Большой человек не идет ко дну. Чтобы избавиться от кредитов, он продал картины, японские древности, которые собирал много лет. Чтобы жить, он на шестом десятке лет решил стать писателем. До того он никогда литературой не занимался и в своей газете «Justice» не сотрудничал. Клемансо написал нашумевший роман, написал пьесу, исполненную безграничного презрения к людям, приобрел славу одного из лучших публицистов Франции. Преждевременно похороненный политиками, он нашел признание у людей искусства. Знаменитые художники писали его портреты.
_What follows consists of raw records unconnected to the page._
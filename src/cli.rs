//! CLI argument parsing
//!
//! Flat flashrom-style flags rather than subcommands: exactly one of
//! `--read`/`--write`/`--verify`/`--erase` selects the operation, and the
//! image file is a plain positional argument shared by all of them (absent
//! for `--erase`).

use clap::Parser;
use std::path::PathBuf;

use crate::error::CliError;

#[derive(Parser, Debug)]
#[command(
    name = "rflasher",
    author,
    version,
    about = "Chip-independent flash erase/write/verify engine",
    long_about = None
)]
pub struct Cli {
    /// Read chip contents into the given file
    #[arg(long)]
    pub read: bool,

    /// Write the given file's contents to the chip
    #[arg(long)]
    pub write: bool,

    /// Verify chip contents against the given file
    #[arg(long)]
    pub verify: bool,

    /// Erase the whole chip
    #[arg(long)]
    pub erase: bool,

    /// Flash image file (required for --read/--write/--verify, forbidden for --erase)
    pub filename: Option<PathBuf>,

    /// Restrict probing to chips whose name contains this substring
    #[arg(long)]
    pub chip: Option<String>,

    /// Bypass probe mismatch and identify the chip named by --chip outright
    #[arg(long)]
    pub force: bool,

    /// Programmer to use, as NAME or NAME:key=value,key2=value2
    #[arg(long, default_value = "dummy")]
    pub programmer: String,

    /// Raise log verbosity by one level (stackable: -v, -vv, -vvv)
    #[arg(short, long, action = clap::ArgAction::Count)]
    pub verbose: u8,

    /// Print supported programmers and chips, then exit
    #[arg(long)]
    pub list_supported: bool,
}

/// The single operation an invocation selects.
#[derive(Debug, Clone, Copy, PartialEq, Eq)]
pub enum Operation {
    Read,
    Write,
    Verify,
    Erase,
}

impl Operation {
    pub fn name(self) -> &'static str {
        match self {
            Operation::Read => "--read",
            Operation::Write => "--write",
            Operation::Verify => "--verify",
            Operation::Erase => "--erase",
        }
    }

    /// Whether this operation takes a filename argument.
    pub fn needs_filename(self) -> bool {
        !matches!(self, Operation::Erase)
    }
}

impl Cli {
    /// The operation selected by the mutually-exclusive flags, or `Ok(None)`
    /// if none was given (only valid alongside `--list-supported`).
    pub fn operation(&self) -> Result<Option<Operation>, CliError> {
        let candidates = [
            (self.read, Operation::Read),
            (self.write, Operation::Write),
            (self.verify, Operation::Verify),
            (self.erase, Operation::Erase),
        ];
        let selected: Vec<Operation> = candidates
            .into_iter()
            .filter(|(set, _)| *set)
            .map(|(_, op)| op)
            .collect();

        match selected.as_slice() {
            [] => Ok(None),
            [op] => Ok(Some(*op)),
            _ => Err(CliError::ConflictingOperations),
        }
    }

    /// Split `--programmer NAME[:params]` into its name and parameter string.
    pub fn programmer_name_and_params(&self) -> (&str, &str) {
        match self.programmer.split_once(':') {
            Some((name, params)) => (name, params),
            None => (self.programmer.as_str(), ""),
        }
    }
}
Роден изваял его бюст,

Близился час политического воскресения.

VI

То, что Ромен Роллан где-то называет «ураганом дела Дрейфуса», не возникло сразу само собой в результате «взрыва протеста мировой совести». Мы ей, мировой совести, цену знаем, а в особенности взрывам ее протеста. Если бы страшная судебная ошибка случилась в Токио, в Буэнос-Айресе или в Бухаресте, она прошла бы, вероятно, почти незамеченной. Для создания урагана нужны были прежде всего престиж Франции, обаяние французской культуры. Во всем мире в течение нескольких лет говорили и писали главным образом о деле Дрейфуса, ибо о нем говорили и писали в столице мира. Но для того чтобы дело, непосредственно касавшееся все же лишь очень немногих людей, могло в течение нескольких лет быть злобой дня в Париже, требовалось редкое стечение обстоятельств и исключительное сочетание людей. Главной силой в лагере дрейфусаров был Клемансо. Он один из первых{23} понял характер, значение и перспективы дела Дрейфуса.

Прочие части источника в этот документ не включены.